Are you a big fan of the Eagles? I can take them or leave them. I mean, I like their music and all– I was the first to sing (over and over!) Taking It Easy when Tori, Lisa and I stood on the corner in Winslow, Arizona… they have written some of the great tunes of our lives. But as a band, as an event, The Eagles leave me flat and uninterested; they are not a group I have a strong interest in seeing perform.
When they came to Rio Tinto stadium, they were the first band to play in the newly finished venue. I thought about going, but the ticket prices were outrageous. I saw they were coming back to town, to play in a smaller club. That could be interesting– even fun– but the show sold out so fast I had no chance for getting seats.
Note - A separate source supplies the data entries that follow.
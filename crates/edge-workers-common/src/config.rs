//! Configuration structures for edge-workers.
//!
//! This module defines configuration options for various components:
//! - [`RuntimeConfig`]: Top-level configuration containing all settings
//! - [`SandboxConfig`]: Execution budgets for guest code
//! - [`LogConfig`]: Per-worker log buffer sizing
//! - [`OutboundConfig`]: Guest `fetch` client settings
//! - [`RoutingConfig`]: Paths the router never treats as worker routes

use std::time::Duration;

use serde::{Deserialize, Serialize};

/// Top-level runtime configuration.
///
/// This structure contains all configuration options for the worker runtime.
/// It is usually embedded in the `[runtime]` table of the TOML config file.
#[derive(Debug, Clone, Default, Deserialize, Serialize)]
pub struct RuntimeConfig {
    /// Guest execution budgets.
    #[serde(default)]
    pub sandbox: SandboxConfig,

    /// Log Channel settings.
    #[serde(default)]
    pub logging: LogConfig,

    /// Outbound HTTP settings for guest `fetch`.
    #[serde(default)]
    pub outbound: OutboundConfig,

    /// Router settings.
    #[serde(default)]
    pub routing: RoutingConfig,
}

/// Execution budgets for guest code.
#[derive(Debug, Clone, Deserialize, Serialize)]
pub struct SandboxConfig {
    /// Wall-clock budget for one compile or handler call, in milliseconds.
    ///
    /// Exceeding it fails the call with `Timeout` and retires the instance.
    #[serde(default = "defaults::timeout_ms")]
    pub timeout_ms: u64,

    /// Budget for producing one chunk of a streamed response, in milliseconds.
    #[serde(default = "defaults::stream_idle_timeout_ms")]
    pub stream_idle_timeout_ms: u64,

    /// Maximum iterations of a single guest loop before the engine aborts it.
    ///
    /// Backstop for code that never yields to the wall-clock check.
    #[serde(default = "defaults::loop_iteration_limit")]
    pub loop_iteration_limit: u64,

    /// Maximum guest call depth.
    #[serde(default = "defaults::recursion_limit")]
    pub recursion_limit: usize,
}

impl Default for SandboxConfig {
    fn default() -> Self {
        Self {
            timeout_ms: defaults::timeout_ms(),
            stream_idle_timeout_ms: defaults::stream_idle_timeout_ms(),
            loop_iteration_limit: defaults::loop_iteration_limit(),
            recursion_limit: defaults::recursion_limit(),
        }
    }
}

impl SandboxConfig {
    /// Get the execution timeout as a `Duration`.
    pub fn timeout(&self) -> Duration {
        Duration::from_millis(self.timeout_ms)
    }

    /// Get the stream pull budget as a `Duration`.
    pub fn stream_idle_timeout(&self) -> Duration {
        Duration::from_millis(self.stream_idle_timeout_ms)
    }
}

/// Log Channel settings.
#[derive(Debug, Clone, Deserialize, Serialize)]
pub struct LogConfig {
    /// Entries kept per worker; the oldest is evicted on overflow.
    #[serde(default = "defaults::max_entries_per_worker")]
    pub max_entries_per_worker: usize,
}

impl Default for LogConfig {
    fn default() -> Self {
        Self {
            max_entries_per_worker: defaults::max_entries_per_worker(),
        }
    }
}

/// Outbound HTTP settings for guest `fetch`.
#[derive(Debug, Clone, Deserialize, Serialize)]
pub struct OutboundConfig {
    /// Total request timeout in seconds.
    #[serde(default = "defaults::outbound_timeout_secs")]
    pub timeout_secs: u64,

    /// Connect timeout in seconds.
    #[serde(default = "defaults::connect_timeout_secs")]
    pub connect_timeout_secs: u64,

    /// Largest response body handed back to a guest.
    #[serde(default = "defaults::max_body_bytes")]
    pub max_body_bytes: usize,
}

impl Default for OutboundConfig {
    fn default() -> Self {
        Self {
            timeout_secs: defaults::outbound_timeout_secs(),
            connect_timeout_secs: defaults::connect_timeout_secs(),
            max_body_bytes: defaults::max_body_bytes(),
        }
    }
}

impl OutboundConfig {
    /// Get the request timeout as a `Duration`.
    pub fn timeout(&self) -> Duration {
        Duration::from_secs(self.timeout_secs)
    }

    /// Get the connect timeout as a `Duration`.
    pub fn connect_timeout(&self) -> Duration {
        Duration::from_secs(self.connect_timeout_secs)
    }
}

/// Router settings.
#[derive(Debug, Clone, Deserialize, Serialize)]
pub struct RoutingConfig {
    /// Leading path segments reserved for the runtime itself (without slashes).
    #[serde(default = "defaults::reserved_prefixes")]
    pub reserved_prefixes: Vec<String>,
}

impl Default for RoutingConfig {
    fn default() -> Self {
        Self {
            reserved_prefixes: defaults::reserved_prefixes(),
        }
    }
}

/// Default value functions for serde.
mod defaults {
    pub const fn timeout_ms() -> u64 {
        1000
    }

    pub const fn stream_idle_timeout_ms() -> u64 {
        30_000
    }

    pub const fn loop_iteration_limit() -> u64 {
        50_000_000
    }

    pub const fn recursion_limit() -> usize {
        512
    }

    pub const fn max_entries_per_worker() -> usize {
        1000
    }

    pub const fn outbound_timeout_secs() -> u64 {
        30
    }

    pub const fn connect_timeout_secs() -> u64 {
        10
    }

    pub const fn max_body_bytes() -> usize {
        10 * 1024 * 1024
    }

    pub fn reserved_prefixes() -> Vec<String> {
        vec!["api".to_string()]
    }
}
As chance would have it, I was near the club the Friday night they played Salt Lake. I was on the back side of the building, and I could see the people pouring out the front after the show ended. As I continued on my way, and Glenn Frey and Joe Walsh came flying out the stage door next to me. We all go tumbling down in a mess of tangled limbs and twisted laughs. Brushing ourselves off, we stood up and looked at each other.
I do not know Glenn at all, but Joe and I have met a few times, most recently about a year ago. I could see the recognition in Joes’ eyes as he gave me a knuckle bump and asked me how I was doing. We started walking down the street, to the hotel they were staying at, like a couple of old friends that hadn’t seen each other in a while.
The hotel they were staying at was rustic, with raw wooden walls and Indian rugs on the walls. We were in a long, large room with windows along one wall, and a balcony overlooking it on one end. Large low sofas lined the wall opposite the windows, and gave us a chance to relax while Joe and I caught up. We talked about life, guitars, playing guitar and a lot of other topics that really did not matter much to either of us.
After an hour, I was thirsty, and I went over to a wet bar underneath the balcony over to one side. I grabbed myself a beer, and offered one to Joe. He declined, and I remembered his “problems.” I tried to change the subject as quick as I could, and suggested that we jam. Joe wanted to play, but he has plans for the foreseeable future. We decided on meeting again on Monday, and play together then. I took my leave for the night and went home.
For the next two days, I kept an internal argument going as to which guitar I would take over to play with Joe. My initial choice was my white Stratocaster; it was a workingman’s guitar, no frills but fit well and played easily. As I thought more, I started thinking the Les Paul would be a better choice. I know Joe loves Les Pauls. Mine is very glossy and pretty, with saturated reds that drip off the wood. My Paul also has some great pickups, and they make the greatest tone– the sound they create would surely make Joe notice.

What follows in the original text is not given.